| Problem statement |
Tell how many lines in the data hold "Timestamp", giving that figure alone.

| Exercise data |
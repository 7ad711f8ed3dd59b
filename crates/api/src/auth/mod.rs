//! Authentication and authorization primitives.
//!
//! - [`password`] -- Argon2id password hashing and verification.
//! - [`jwt`] -- JWT access-token generation, validation, and refresh-token helpers.
//! - [`signed_token`] -- purpose-scoped HMAC tokens for email links.
//! - [`cookies`] -- `Set-Cookie` helpers for the auth cookie pair.
//! - [`oauth`] -- social login code exchange and profile normalization.

pub mod cookies;
pub mod jwt;
pub mod oauth;
pub mod password;
pub mod signed_token;
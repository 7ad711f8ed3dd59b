//! Refresh-token session rows.

use sqlx::FromRow;

use fansync_core::types::{DbId, Timestamp};

/// One row of `user_sessions`: a refresh token (stored as a hash) plus the
/// client metadata captured when it was issued.
#[derive(Debug, Clone, FromRow)]
pub struct UserSession {
    pub id: DbId,
    pub user_id: DbId,
    pub refresh_token_hash: String,
    pub expires_at: Timestamp,
    pub is_revoked: bool,
    pub user_agent: Option<String>,
    pub ip_address: Option<String>,
    pub created_at: Timestamp,
    pub updated_at: Timestamp,
}

/// Input for inserting a session at login or refresh rotation.
pub struct CreateSession {
    pub user_id: DbId,
    pub refresh_token_hash: String,
    pub expires_at: Timestamp,
    pub user_agent: Option<String>,
    pub ip_address: Option<String>,
}
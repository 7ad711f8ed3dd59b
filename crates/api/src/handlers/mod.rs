//! Request handlers, one module per resource.

pub mod account;
pub mod advertisement;
pub mod artist;
pub mod artist_group;
pub mod auth;
pub mod authority;
pub mod favorite;
pub mod like;
pub mod notification;
pub mod oauth;
pub mod schedule;
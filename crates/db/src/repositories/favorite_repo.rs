//! Repository for the `favorites` table.

use sqlx::PgPool;

use fansync_core::types::DbId;

use crate::models::favorite::{CreateFavorite, Favorite, FavoriteDetail};

/// Column set returned by every row-returning query.
const COLUMNS: &str = "id, user_id, schedule_id, created_at, updated_at";

/// Column list for [`FavoriteDetail`] queries (joined display fields).
const DETAIL_COLUMNS: &str = "f.id, f.user_id, u.email AS user_email, \
     u.nickname AS user_nickname, f.schedule_id, s.title AS schedule_title, f.created_at";

/// FROM/JOIN clause matching [`DETAIL_COLUMNS`].
const DETAIL_FROM: &str = "FROM favorites f \
     JOIN users u ON u.id = f.user_id \
     JOIN schedules s ON s.id = f.schedule_id";

/// Provides CRUD operations for favorites.
pub struct FavoriteRepo;

impl FavoriteRepo {
    /// Insert a new favorite, returning the created row.
    ///
    /// A second bookmark of the same schedule by the same user violates
    /// `uq_favorites_user_schedule` and surfaces as a 409 at the API layer.
    pub async fn create(pool: &PgPool, input: &CreateFavorite) -> Result<Favorite, sqlx::Error> {
        let query = format!(
            "INSERT INTO favorites (user_id, schedule_id)
             VALUES ($1, $2)
             RETURNING {COLUMNS}"
        );
        sqlx::query_as::<_, Favorite>(&query)
            .bind(input.user_id)
            .bind(input.schedule_id)
            .fetch_one(pool)
            .await
    }

    /// Find a favorite by ID.
    pub async fn find_by_id(pool: &PgPool, id: DbId) -> Result<Option<Favorite>, sqlx::Error> {
        let query = format!("SELECT {COLUMNS} FROM favorites WHERE id = $1");
        sqlx::query_as::<_, Favorite>(&query)
            .bind(id)
            .fetch_optional(pool)
            .await
    }

    /// List a user's favorites with display fields, most recent first.
    pub async fn list_for_user(
        pool: &PgPool,
        user_id: DbId,
    ) -> Result<Vec<FavoriteDetail>, sqlx::Error> {
        let query = format!(
            "SELECT {DETAIL_COLUMNS} {DETAIL_FROM}
             WHERE f.user_id = $1
             ORDER BY f.created_at DESC"
        );
        sqlx::query_as::<_, FavoriteDetail>(&query)
            .bind(user_id)
            .fetch_all(pool)
            .await
    }

    /// List all favorites with display fields, most recent first.
    pub async fn list_all(pool: &PgPool) -> Result<Vec<FavoriteDetail>, sqlx::Error> {
        let query = format!(
            "SELECT {DETAIL_COLUMNS} {DETAIL_FROM} ORDER BY f.created_at DESC"
        );
        sqlx::query_as::<_, FavoriteDetail>(&query)
            .fetch_all(pool)
            .await
    }

    /// List the favorites bookmarking a schedule. Fan-out recipients for
    /// schedule-updated events, and the deletion snapshot source.
    pub async fn list_for_schedule(
        pool: &PgPool,
        schedule_id: DbId,
    ) -> Result<Vec<FavoriteDetail>, sqlx::Error> {
        let query = format!(
            "SELECT {DETAIL_COLUMNS} {DETAIL_FROM}
             WHERE f.schedule_id = $1
             ORDER BY f.id"
        );
        sqlx::query_as::<_, FavoriteDetail>(&query)
            .bind(schedule_id)
            .fetch_all(pool)
            .await
    }

    /// Delete a favorite by ID. Returns `true` if a row was deleted.
    pub async fn delete(pool: &PgPool, id: DbId) -> Result<bool, sqlx::Error> {
        let result = sqlx::query("DELETE FROM favorites WHERE id = $1")
            .bind(id)
            .execute(pool)
            .await?;
        Ok(result.rows_affected() > 0)
    }

    /// Delete a user's favorite by its natural key (the schedule).
    /// Returns `true` if a row was deleted.
    pub async fn delete_by_user_and_schedule(
        pool: &PgPool,
        user_id: DbId,
        schedule_id: DbId,
    ) -> Result<bool, sqlx::Error> {
        let result = sqlx::query("DELETE FROM favorites WHERE user_id = $1 AND schedule_id = $2")
            .bind(user_id)
            .bind(schedule_id)
            .execute(pool)
            .await?;
        Ok(result.rows_affected() > 0)
    }
}
//! Relative date resolution
//!
//! Maps phrases like "yesterday" or "on tuesday" to a calendar date.

use std::sync::LazyLock;

use chrono::{Datelike, Days, NaiveDate, Weekday};
use regex::Regex;

use super::segment::{contains_word, remove_matches};

/// Phrase groups checked in priority order, with how many days back they mean
static RELATIVE_PHRASES: &[(&[&str], u64)] = &[
    (&["yesterday", "last night"], 1),
    (&["today", "this morning", "this afternoon", "this evening", "tonight"], 0),
    (&["two days ago", "2 days ago"], 2),
    (&["three days ago", "3 days ago"], 3),
];

static WEEKDAYS: &[(&str, Weekday)] = &[
    ("monday", Weekday::Mon),
    ("tuesday", Weekday::Tue),
    ("wednesday", Weekday::Wed),
    ("thursday", Weekday::Thu),
    ("friday", Weekday::Fri),
    ("saturday", Weekday::Sat),
    ("sunday", Weekday::Sun),
];

/// Every date phrase, including counts the resolver ignores ("12 days ago"),
/// so their numbers are not read as food quantities
static DATE_PHRASE_PATTERN: LazyLock<Option<Regex>> = LazyLock::new(|| {
    let mut phrases: Vec<String> = RELATIVE_PHRASES
        .iter()
        .flat_map(|(group, _)| group.iter())
        .map(|phrase| regex::escape(phrase))
        .collect();
    phrases.extend(WEEKDAYS.iter().map(|(name, _)| format!("(?:on )?{}", name)));
    phrases.push(r"\d+ days? ago".to_string());
    Regex::new(&format!(r"\b(?:{})\b", phrases.join("|"))).ok()
});

/// Resolve the date an utterance refers to. Never fails; defaults to `today`.
pub fn resolve_date(text: &str, today: NaiveDate) -> NaiveDate {
    for (phrases, days_back) in RELATIVE_PHRASES {
        if phrases.iter().any(|phrase| contains_word(text, phrase)) {
            return days_before(today, *days_back);
        }
    }

    if let Some((_, weekday)) = WEEKDAYS.iter().find(|(name, _)| contains_word(text, name)) {
        return days_before(today, days_since_last(today.weekday(), *weekday));
    }

    today
}

/// Remove date phrases from text
pub fn strip_date_phrases(text: &str) -> String {
    remove_matches(text, DATE_PHRASE_PATTERN.as_ref())
}

/// Days back to the most recent `target` strictly before a day that is
/// `current`; the same weekday means a week ago.
fn days_since_last(current: Weekday, target: Weekday) -> u64 {
    let diff = (current.num_days_from_monday() + 7 - target.num_days_from_monday()) % 7;
    if diff == 0 {
        7
    } else {
        diff as u64
    }
}

fn days_before(date: NaiveDate, days: u64) -> NaiveDate {
    date.checked_sub_days(Days::new(days)).unwrap_or(date)
}

#[cfg(test)]
mod tests {
    use super::*;

    // 2026-01-15 is a Thursday
    fn today() -> NaiveDate {
        NaiveDate::from_ymd_opt(2026, 1, 15).unwrap()
    }

    fn ymd(y: i32, m: u32, d: u32) -> NaiveDate {
        NaiveDate::from_ymd_opt(y, m, d).unwrap()
    }

    #[test]
    fn test_relative_phrases() {
        assert_eq!(resolve_date("ate pizza yesterday", today()), ymd(2026, 1, 14));
        assert_eq!(resolve_date("this morning i ran", today()), today());
        assert_eq!(resolve_date("two days ago i swam", today()), ymd(2026, 1, 13));
        assert_eq!(resolve_date("3 days ago", today()), ymd(2026, 1, 12));
    }

    #[test]
    fn test_yesterday_beats_today() {
        assert_eq!(resolve_date("yesterday, not today", today()), ymd(2026, 1, 14));
    }

    #[test]
    fn test_weekday_is_most_recent_past_occurrence() {
        assert_eq!(resolve_date("on monday", today()), ymd(2026, 1, 12));
        assert_eq!(resolve_date("on wednesday", today()), ymd(2026, 1, 14));
        assert_eq!(resolve_date("on friday", today()), ymd(2026, 1, 9));
    }

    #[test]
    fn test_same_weekday_means_last_week() {
        assert_eq!(resolve_date("on thursday", today()), ymd(2026, 1, 8));
    }

    #[test]
    fn test_weekdays_always_in_past_week() {
        for (name, _) in WEEKDAYS {
            let date = resolve_date(name, today());
            let back = (today() - date).num_days();
            assert!((1..=7).contains(&back), "{} resolved {} days back", name, back);
        }
    }

    #[test]
    fn test_phrases_match_whole_words_only() {
        assert_eq!(resolve_date("12 days ago ate an apple", today()), today());
        assert_eq!(resolve_date("13 days ago", today()), today());
        assert_eq!(resolve_date("2 days ago ate an apple", today()), ymd(2026, 1, 13));
        assert_eq!(resolve_date("todays special", today()), today());
        assert_eq!(resolve_date("mondays are rough", today()), today());
    }

    #[test]
    fn test_strip_date_phrases() {
        assert_eq!(strip_date_phrases("yesterday i ate 2 eggs"), "i ate 2 eggs");
        assert_eq!(strip_date_phrases("12 days ago ate an apple"), "ate an apple");
        assert_eq!(strip_date_phrases("pizza on friday"), "pizza");
        assert_eq!(strip_date_phrases("a big mac"), "a big mac");
    }

    #[test]
    fn test_default_is_today() {
        assert_eq!(resolve_date("ate a banana", today()), today());
        assert_eq!(resolve_date("", today()), today());
    }

    #[test]
    fn test_month_boundary() {
        assert_eq!(resolve_date("yesterday", ymd(2026, 3, 1)), ymd(2026, 2, 28));
    }
}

| Answer box |
5